WORK TO COMPLETE: Starting at the line that contains "pub mod push;", return every line through the end of the entries below, exactly and with nothing else.

SOURCE DATA:
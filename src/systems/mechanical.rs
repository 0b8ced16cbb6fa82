use crate::analysis::AnalysisConfig;
use crate::constants::DEFAULT_SAMPLE_COUNT;
use crate::errors::AnalysisError;
use crate::grid::TimeGrid;
use crate::math::Scalar;

use super::{require_non_negative, require_positive, Parameter, PhysicalSystem};

/// Mass, damper and spring of a single-degree-of-freedom oscillator.
#[cfg_attr(feature = "serde", derive(serde::Serialize, serde::Deserialize))]
#[derive(Debug, Clone, Copy, PartialEq)]
pub struct MechanicalParameters {
    /// Mass in kilograms.
    pub mass: Scalar,
    /// Viscous damping coefficient in N·s/m.
    pub damping: Scalar,
    /// Spring stiffness in N/m.
    pub stiffness: Scalar,
}

impl Default for MechanicalParameters {
    /// 1 kg, 0.1 N·s/m, 0.5 N/m.
    fn default() -> Self {
        Self {
            mass: 1.0,
            damping: 0.1,
            stiffness: 0.5,
        }
    }
}

/// Mass-spring-damper with force input and displacement output:
/// `H(s) = 1 / (m s² + c s + k)`.
#[cfg_attr(feature = "serde", derive(serde::Serialize))]
#[derive(Debug, Clone, Copy, PartialEq)]
pub struct MechanicalSystem {
    params: MechanicalParameters,
}

impl MechanicalSystem {
    /// Validates the mechanical parameters.
    ///
    /// # Errors
    /// Returns [`AnalysisError::InvalidParameter`] for a non-positive mass or a
    /// negative damping/stiffness.
    pub fn new(params: MechanicalParameters) -> Result<Self, AnalysisError> {
        require_positive("mass", params.mass)?;
        require_non_negative("damping", params.damping)?;
        require_non_negative("stiffness", params.stiffness)?;
        Ok(Self { params })
    }

    /// Reference oscillator used by the command-line tool.
    #[must_use]
    pub fn reference() -> Self {
        Self {
            params: MechanicalParameters::default(),
        }
    }

    /// Mechanical parameters.
    #[must_use]
    pub fn params(&self) -> &MechanicalParameters {
        &self.params
    }

    /// Damping ratio `c / (2 √(k m))`; infinite without a spring.
    #[must_use]
    pub fn damping_ratio(&self) -> Scalar {
        let p = &self.params;
        p.damping / (2.0 * (p.stiffness * p.mass).sqrt())
    }

    /// Undamped natural frequency `√(k / m)` in rad/s.
    #[must_use]
    pub fn natural_frequency(&self) -> Scalar {
        (self.params.stiffness / self.params.mass).sqrt()
    }
}

impl PhysicalSystem for MechanicalSystem {
    fn name(&self) -> &str {
        "mechanical"
    }

    fn numerator(&self) -> Vec<Scalar> {
        vec![1.0]
    }

    fn denominator(&self) -> Vec<Scalar> {
        let p = &self.params;
        vec![p.mass, p.damping, p.stiffness]
    }

    fn parameters(&self) -> Vec<Parameter> {
        let p = &self.params;
        vec![
            Parameter::new("mass", p.mass, "kg"),
            Parameter::new("damping", p.damping, "N*s/m"),
            Parameter::new("stiffness", p.stiffness, "N/m"),
        ]
    }

    fn default_config(&self) -> AnalysisConfig {
        AnalysisConfig::new(
            TimeGrid::automatic(DEFAULT_SAMPLE_COUNT),
            TimeGrid::fixed(20.0, 500),
        )
    }

    fn output_label(&self) -> &str {
        "Displacement [m]"
    }
}
// SPDX-FileCopyrightText: 2025 Jason Pena <jasonpena@awkless.com>
// SPDX-License-Identifier: MIT

//! Incremental sync of host directory trees into biomes.
//!
//! A __biome__ is an isolated environment holding a working copy of a host
//! directory tree, in which programs can be run. Biome keeps that working copy
//! up to date by shipping only what changed since the last push:
//!
//! - [`stamp`] fingerprints tree entries by their metadata.
//! - [`pattern`] compiles gitignore-style rules that keep entries out.
//! - [`bundle`] walks a [`tree`], archives changed entries, and lists what
//!   must be removed from the biome.
//! - [`path`] speaks the path grammar of the biome, which may differ from the
//!   host's.
//! - [`push`] streams a bundle into a [`biome`] and applies it there, keeping
//!   stamps in the [`store`].

pub mod biome;
pub mod bundle;
pub mod config;
pub mod path;
pub mod pattern;
pub mod pipe;
pub mod push;
pub mod stamp;
pub mod store;
pub mod tree;
pub mod xdg;
// SPDX-FileCopyrightText: 2025 Jason Pena <jasonpena@awkless.com>
// SPDX-License-Identifier: MIT

mod bundle;
mod push;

EXERCISE SOLUTION:
pub mod push;
pub mod stamp;
pub mod store;
pub mod tree;
pub mod xdg;
// SPDX-FileCopyrightText: 2025 Jason Pena <jasonpena@awkless.com>
// SPDX-License-Identifier: MIT

mod bundle;
mod push;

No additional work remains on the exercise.